→ **About this task**
Exactly as written, copy the lines of the data below from the first through the one containing "with an immediate".

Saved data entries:
--- START ---

//! Worker-snapshot broadcasting.
//!
//! Any change to the worker map is pushed to every connected endpoint as a
//! `focusedWorkersUpdate` frame. Triggers are debounced so a burst of
//! mutations produces one frame, and sends are throttled to a minimum
//! spacing. A dropped link clears the remaining peers with an immediate
//! empty snapshot. Nothing is sent while no link is connected.

use std::sync::Arc;

use chrono::Utc;
use tokio::sync::{broadcast, mpsc};
use tokio::task::JoinHandle;
use tokio::time::Instant;
use tracing::{debug, warn};

use crate::config::CoordinatorConfig;
use crate::conn::{ConnEvent, FrameSink, SendTarget};
use crate::protocol::Outbound;
use crate::registry::WorkerRegistry;
use crate::store::{StoreChange, keys};

const TRIGGER_QUEUE: usize = 16;

/// Handle for requesting an out-of-band broadcast (the `refreshWorkers`
/// frame and startup both use this).
#[derive(Clone)]
pub struct Broadcaster {
    trigger: mpsc::Sender<()>,
}

impl Broadcaster {
    /// Spawns the broadcast loop.
    pub fn spawn(
        config: CoordinatorConfig,
        registry: Arc<WorkerRegistry>,
        sink: Arc<dyn FrameSink>,
        store_changes: broadcast::Receiver<StoreChange>,
        conn_events: broadcast::Receiver<ConnEvent>,
    ) -> (Self, JoinHandle<()>) {
        let (trigger, trigger_rx) = mpsc::channel(TRIGGER_QUEUE);
        let task = tokio::spawn(run(config, registry, sink, store_changes, conn_events, trigger_rx));
        (Self { trigger }, task)
    }

    pub async fn request_broadcast(&self) {
        let _ = self.trigger.send(()).await;
    }
}

async fn run(
    config: CoordinatorConfig,
    registry: Arc<WorkerRegistry>,
    sink: Arc<dyn FrameSink>,
    mut store_changes: broadcast::Receiver<StoreChange>,
    mut conn_events: broadcast::Receiver<ConnEvent>,
    mut trigger_rx: mpsc::Receiver<()>,
) {
    let mut pending: Option<Instant> = None;
    let mut last_sent: Option<Instant> = None;

    loop {
        let deadline = pending.unwrap_or_else(|| Instant::now() + config.broadcast_throttle);
        tokio::select! {
            request = trigger_rx.recv() => {
                if request.is_none() {
                    return;
                }
                schedule(&mut pending, &last_sent, &config, config.broadcast_debounce);
            }
            change = store_changes.recv() => {
                match change {
                    Ok(change) if change.key == keys::WORKERS => {
                        schedule(&mut pending, &last_sent, &config, config.broadcast_debounce);
                    }
                    Ok(_) => {}
                    Err(broadcast::error::RecvError::Lagged(skipped)) => {
                        debug!(skipped, "store change stream lagged");
                        schedule(&mut pending, &last_sent, &config, config.broadcast_debounce);
                    }
                    Err(broadcast::error::RecvError::Closed) => return,
                }
            }
            event = conn_events.recv() => {
                match event {
                    // A fresh link gets the current snapshot after a short
                    // grace so the peer finishes its handshake first.
                    Ok(ConnEvent::Connected { connection }) => {
                        debug!(%connection, "scheduling post-connect snapshot");
                        schedule(&mut pending, &last_sent, &config, config.connect_broadcast_delay);
                    }
                    // A dropped link invalidates whatever the peers last saw;
                    // clear them right away, skipping the debounce.
                    Ok(ConnEvent::Disconnected { connection }) => {
                        debug!(%connection, "link dropped, clearing peers");
                        if sink.has_connected().await {
                            let frame = Outbound::FocusedWorkersUpdate {
                                data: Vec::new(),
                                timestamp: Utc::now().timestamp_millis(),
                            };
                            if let Err(err) = sink.send(SendTarget::All, &frame).await {
                                warn!(error = %err, "disconnect snapshot failed");
                            }
                            last_sent = Some(Instant::now());
                        }
                    }
                    Err(broadcast::error::RecvError::Lagged(_)) => {}
                    Err(broadcast::error::RecvError::Closed) => return,
                }
            }
            _ = tokio::time::sleep_until(deadline), if pending.is_some() => {
                pending = None;
                if !sink.has_connected().await {
                    debug!("no connected links, suppressing snapshot broadcast");
                    continue;
                }
                match registry.all_snapshots().await {
                    Ok(snapshots) => {
                        let frame = Outbound::FocusedWorkersUpdate {
                            data: snapshots,
                            timestamp: Utc::now().timestamp_millis(),
                        };
                        if let Err(err) = sink.send(SendTarget::All, &frame).await {
                            warn!(error = %err, "snapshot broadcast failed");
                        }
                        last_sent = Some(Instant::now());
                    }
                    Err(err) => warn!(error = %err, "failed to load snapshots for broadcast"),
                }
            }
        }
    }
}

/// Pushes the pending deadline out to `delay` from now (debounce), but never
/// inside the throttle window after the previous send.
fn schedule(
    pending: &mut Option<Instant>,
    last_sent: &Option<Instant>,
    config: &CoordinatorConfig,
    delay: std::time::Duration,
) {
    let mut deadline = Instant::now() + delay;
    if let Some(last) = last_sent {
        deadline = deadline.max(*last + config.broadcast_throttle);
    }
    *pending = Some(deadline);
}

#[cfg(test)]
mod tests {
    use super::*;
    use crate::conn::testing::TestSink;
    use crate::protocol::{WorkerId, WorkerStatus};
    use crate::registry::WorkerObservation;
    use crate::store::{MemoryStore, SharedStore};
    use std::time::Duration;

    fn fast_config() -> CoordinatorConfig {
        CoordinatorConfig {
            broadcast_debounce: Duration::from_millis(5),
            broadcast_throttle: Duration::from_millis(30),
            connect_broadcast_delay: Duration::from_millis(5),
            ..CoordinatorConfig::default()
        }
    }

    struct Fixture {
        broadcaster: Broadcaster,
        registry: Arc<WorkerRegistry>,
        sink: Arc<TestSink>,
        conn_events: broadcast::Sender<ConnEvent>,
    }

    fn fixture() -> Fixture {
        let store = Arc::new(MemoryStore::new());
        let registry = Arc::new(WorkerRegistry::new(
            store.clone() as Arc<dyn SharedStore>,
            fast_config(),
        ));
        let sink = Arc::new(TestSink::new());
        let (conn_events, conn_rx) = broadcast::channel(8);
        let (broadcaster, _task) = Broadcaster::spawn(
            fast_config(),
            registry.clone(),
            sink.clone() as Arc<dyn FrameSink>,
            store.subscribe(),
            conn_rx,
        );
        Fixture {
            broadcaster,
            registry,
            sink,
            conn_events,
        }
    }

    async fn seed(registry: &WorkerRegistry, n: u64) {
        let observed = (1..=n)
            .map(|id| WorkerObservation {
                worker_id: WorkerId(id),
                label: format!("w{id}"),
                status: WorkerStatus::Free,
            })
            .collect();
        registry.sync_observations(observed).await.unwrap();
    }

    async fn wait_for_frames(sink: &TestSink, count: usize) -> Vec<serde_json::Value> {
        for _ in 0..100 {
            let sent = sink.sent();
            if sent.len() >= count {
                return sent;
            }
            tokio::time::sleep(Duration::from_millis(5)).await;
        }
        sink.sent()
    }

    #[tokio::test]
    async fn worker_change_triggers_snapshot_broadcast() {
        let fx = fixture();
        seed(&fx.registry, 2).await;

        let frames = wait_for_frames(&fx.sink, 1).await;
        assert!(!frames.is_empty());
        assert_eq!(frames[0]["type"], "focusedWorkersUpdate");
        assert_eq!(frames[0]["data"].as_array().unwrap().len(), 2);
        assert!(frames[0]["timestamp"].as_i64().unwrap() > 0);
    }

    #[tokio::test]
    async fn burst_of_changes_coalesces_into_one_frame() {
        let fx = fixture();
        for n in 1..=5 {
            seed(&fx.registry, n).await;
        }
        tokio::time::sleep(Duration::from_millis(25)).await;
        let frames = fx.sink.sent();
        assert_eq!(frames.len(), 1, "rapid changes should debounce into one frame");
        assert!(!frames[0]["data"].as_array().unwrap().is_empty());
    }

    #[tokio::test]
    async fn suppressed_while_nothing_is_connected() {
        let fx = fixture();
        fx.sink.set_connected(false);
        seed(&fx.registry, 1).await;
        tokio::time::sleep(Duration::from_millis(40)).await;
        assert!(fx.sink.sent().is_empty());
    }

    #[tokio::test]
    async fn manual_refresh_broadcasts() {
        let fx = fixture();
        fx.broadcaster.request_broadcast().await;
        let frames = wait_for_frames(&fx.sink, 1).await;
        assert_eq!(frames[0]["type"], "focusedWorkersUpdate");
        assert!(frames[0]["data"].as_array().unwrap().is_empty());
    }

    #[tokio::test]
    async fn dropped_link_clears_remaining_peers_immediately() {
        let fx = fixture();
        seed(&fx.registry, 2).await;
        wait_for_frames(&fx.sink, 1).await;
        fx.sink.take();

        fx.conn_events
            .send(ConnEvent::Disconnected {
                connection: "c1".into(),
            })
            .unwrap();

        let frames = wait_for_frames(&fx.sink, 1).await;
        assert_eq!(frames[0]["type"], "focusedWorkersUpdate");
        assert!(frames[0]["data"].as_array().unwrap().is_empty());
    }

    #[tokio::test]
    async fn new_connection_gets_snapshot_after_grace() {
        let fx = fixture();
        fx.conn_events
            .send(ConnEvent::Connected {
                connection: "c1".into(),
            })
            .unwrap();
        let frames = wait_for_frames(&fx.sink, 1).await;
        assert_eq!(frames[0]["type"], "focusedWorkersUpdate");
    }
}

--- END ---

→ **Expected answer**
//! Worker-snapshot broadcasting.
//!
//! Any change to the worker map is pushed to every connected endpoint as a
//! `focusedWorkersUpdate` frame. Triggers are debounced so a burst of
//! mutations produces one frame, and sends are throttled to a minimum
//! spacing. A dropped link clears the remaining peers with an immediate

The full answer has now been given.